Cluster epidemic makes this outbreak more dangerous
There are several patterns for the spread of infectious disease. Commonly an infection will just spread from one person to another randomly.
However, the spread of Covid-19 represents a cluster epidemic, which is one of the more unusual patterns of spread. This spread is from one group of people to another group of people. Once in a group, their closeness of contact, time spent together, and what they are doing, allows the infection to spread most easily among the group until the infection runs its course and dies out within that group.
Family groups often provide the easiest transmission. The infection, including the Delta variant, has much more difficulty getting from one group of susceptible people to another, but this can occasionally happen from one of the many transient encounters occurring in a socially mixing population.
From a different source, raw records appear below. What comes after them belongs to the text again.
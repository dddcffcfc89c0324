//! Phase 3: one-to-one team-to-problem assignment.
//!
//! Builds the team/problem cost matrix from aggregated team vectors and
//! runs the Hungarian solver once. Imbalance is not an error: with more
//! teams than problems (or vice versa) exactly `min(|T|, |Q|)` pairs are
//! emitted and the excess is reported unassigned.

use tracing::info;
use uuid::Uuid;

use crate::config::MatchConfig;
use crate::cost::{cost_team, CostBreakdown};
use crate::error::{MatchError, MatchResult};
use crate::orchestrator::cancel::CancelToken;
use crate::solver;
use crate::types::{AssignmentStats, Phase3Output, Problem, Team, TeamAssignment};

/// Run Phase 3 over the formed teams and the problem snapshot.
pub fn run_phase3(
    teams: &[Team],
    problems: &[Problem],
    config: &MatchConfig,
    cancel: Option<&CancelToken>,
) -> MatchResult<Phase3Output> {
    if teams.is_empty() {
        return Err(MatchError::InsufficientData {
            needed: 1,
            available: 0,
            context: "teams".into(),
        });
    }
    if problems.is_empty() {
        return Err(MatchError::InsufficientData {
            needed: 1,
            available: 0,
            context: "problems".into(),
        });
    }

    let mut teams: Vec<&Team> = teams.iter().collect();
    teams.sort_by_key(|t| t.id);
    let mut problems: Vec<&Problem> = problems.iter().collect();
    problems.sort_by_key(|q| q.id);

    let mut costs: Vec<Vec<(f64, CostBreakdown)>> = Vec::with_capacity(teams.len());
    for team in &teams {
        if let Some(token) = cancel {
            token.check()?;
        }
        costs.push(
            problems
                .iter()
                .copied()
                .map(|problem| cost_team(&team.vector, problem, &config.weights))
                .collect(),
        );
    }
    let matrix: Vec<Vec<f64>> = costs
        .iter()
        .map(|row| row.iter().map(|(total, _)| *total).collect())
        .collect();

    let solution = solver::solve(&matrix, cancel)?;

    let mut assignments: Vec<TeamAssignment> = solution
        .pairs
        .iter()
        .map(|&(t, q)| TeamAssignment {
            team_id: teams[t].id,
            problem_id: problems[q].id,
            cost: costs[t][q].0,
            breakdown: costs[t][q].1,
        })
        .collect();
    assignments.sort_by_key(|a| a.team_id);

    let matched_teams: std::collections::BTreeSet<Uuid> =
        assignments.iter().map(|a| a.team_id).collect();
    let matched_problems: std::collections::BTreeSet<Uuid> =
        assignments.iter().map(|a| a.problem_id).collect();
    let unassigned_teams: Vec<Uuid> = teams
        .iter()
        .map(|t| t.id)
        .filter(|id| !matched_teams.contains(id))
        .collect();
    let unassigned_problems: Vec<Uuid> = problems
        .iter()
        .map(|q| q.id)
        .filter(|id| !matched_problems.contains(id))
        .collect();

    let pair_costs: Vec<f64> = assignments.iter().map(|a| a.cost).collect();
    let stats = AssignmentStats::from_costs(&pair_costs);

    info!(
        pairs = assignments.len(),
        unassigned_teams = unassigned_teams.len(),
        unassigned_problems = unassigned_problems.len(),
        mean_cost = stats.mean_cost,
        efficiency = stats.assignment_efficiency,
        "phase 3 complete"
    );

    Ok(Phase3Output {
        assignments,
        unassigned_teams,
        unassigned_problems,
        stats,
    })
}
//! Numeric constants shared across the matchmaking pipeline.

use std::time::Duration;

/// Default number of members per team.
pub const DEFAULT_TEAM_SIZE: usize = 5;

/// Inclusive bounds for a configurable team size.
pub const MIN_TEAM_SIZE: usize = 2;
/// Upper bound for a configurable team size.
pub const MAX_TEAM_SIZE: usize = 10;

/// Maximum self-rated or required skill level.
pub const MAX_SKILL_LEVEL: u8 = 5;

/// Span of the ambiguity scale (levels run 1..=10).
pub const AMBIGUITY_SPAN: f64 = 9.0;

/// Hours used to normalize workload gaps into [0, 1].
pub const WORKLOAD_NORM_HOURS: f64 = 40.0;

/// Embedding dimension for motivation vectors (fixed per deployment).
pub const DEFAULT_EMBEDDING_DIM: usize = 1536;

/// Default seed for k-medoids initialization and heuristic tie-breaks.
pub const DEFAULT_RANDOM_SEED: u64 = 42;

/// Maximum PAM refinement iterations in Phase 2.
pub const KMEDOIDS_MAX_ITER: usize = 100;

/// Weight of the role-coverage pressure term in the Phase 2 slot matrix.
pub const ROLE_PRESSURE_WEIGHT: f64 = 0.25;

/// Pairwise affinity sub-term weights (Phase 2).
pub const PAIR_ROLE_DIVERSITY_WEIGHT: f64 = 0.4;
/// Weight of the skill-overlap penalty in the pairwise affinity cost.
pub const PAIR_SKILL_OVERLAP_WEIGHT: f64 = 0.3;
/// Weight of the communication-style clash in the pairwise affinity cost.
pub const PAIR_COMM_CLASH_WEIGHT: f64 = 0.3;
/// Weight of the motivation-similarity bonus in the pairwise affinity cost.
pub const PAIR_MOTIVATION_BONUS: f64 = 0.2;

/// Skill levels above this count toward the pairwise overlap penalty.
pub const OVERLAP_LEVEL_THRESHOLD: f64 = 3.0;

/// Bounded retry policy for transient repository errors.
pub const MAX_STORAGE_ATTEMPTS: u32 = 5;
/// Base delay for exponential backoff between storage attempts.
pub const STORAGE_BACKOFF_BASE: Duration = Duration::from_millis(100);

/// Default wall-clock budget per phase.
pub const DEFAULT_PHASE_BUDGET: Duration = Duration::from_secs(300);

/// Weights-must-sum-to-one tolerance.
pub const WEIGHT_SUM_TOLERANCE: f64 = 1e-6;

/// Fixed importance vocabulary for the weighted skill-coverage metric.
///
/// Skills outside this table do not contribute to `skills_covered`.
pub const SKILL_IMPORTANCE: &[(&str, f64)] = &[
    ("python", 1.0),
    ("javascript", 1.0),
    ("react", 0.9),
    ("sql", 0.9),
    ("machine_learning", 0.9),
    ("typescript", 0.8),
    ("aws", 0.8),
    ("gcp", 0.8),
    ("azure", 0.8),
    ("data_analysis", 0.8),
    ("nosql", 0.7),
    ("docker", 0.7),
    ("fastapi", 0.7),
    ("kubernetes", 0.6),
];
Therefore, there are two important transmission rates. First, there is the usual person-to-person transmission rate within a group. Second, and most importantly, is the transmission rate from one social group to another. The second transmission rate and the size of the infected networks drives the number of cases that occur.
Therefore, it is the frequency of the occurrence of new sub-clusters relative to the frequency with which sub-clusters are contained or resolved that determines the control of the spread of infection.
The size of a group containing infected members can also make them difficult to completely isolate, and can also produce ongoing cases within the contained group for many weeks. The overall reduction in the number of people infected is determined by the combination of the number and average size of the sub-clusters being prevented and, therefore, the number of new cases can decrease very quickly.
The features of cluster-based infections make them controllable by changes to the way people interact. These methods of control are not effective against many other infections, such as measles, that are so infectious they do not stay in groups of people for very long and spread widely before symptoms occur.
The infection of Covid is greatly weakened by limiting contact between social groups through lockdowns, the rapid identification of contacts, and the isolation of all members of infected groups before any member has spread the infection to another group. Isolation of people and their contacts can also occur if they are being sought by the police.
At the beginning of the latest level 4 lockdown in Auckland there were seven sub-clusters generating the cases reported. The level 4 lockdown produced a reduction to 8-10 new cases a day.
Since easing to level 3, the number of new cases hovered around 50 a day for over a week, with about the same number of sub-clusters. This effect on case numbers suggests that level 4 was about five times more effective in combating infection than level 3.
The minimal change in the number of sub-clusters indicates that the sub-cluster replacement ratio is currently about 1. That is, for every sub-cluster contained or resolved each week, a new subcluster has formed. This dangerous situation has persisted, and now two large sub-clusters are making significant demands on the contact tracing and isolation workforce.
A sub-cluster replacement ratio of 1 also indicates that we may still be able to control this outbreak. The next six weeks will be crucial.
From what has happened in Melbourne, Singapore, and the UK, about 8000 cases of Covid and numerous deaths in Auckland have likely been prevented by the contact tracing and isolation workforce over the past two months. This ongoing contact tracing workforce, although it might be seen as expensive, is vital for the control of the infection.
Vaccination reduces the frequency of sub-clusters of infection, but the size of outbreaks is less able to be controlled by it. That is because the proportion of people vaccinated within each group is likely to vary considerably and, once infection is introduced, it tends to run its course until it finds no new susceptible people in the isolated group and dies out.
Therefore, the effectiveness of vaccination may be determined by the groups with the lowest rates of vaccination and not the overall national average vaccination rate. Vaccination may greatly reduce the transmission rate between groups, and produce a rapid reduction in the cases, but this is likely to be influenced by the size of social groups and the rate at which they mix.
Therefore, vaccination of the young, especially those in the interactive educational environment, will be an important step in the control of the infection.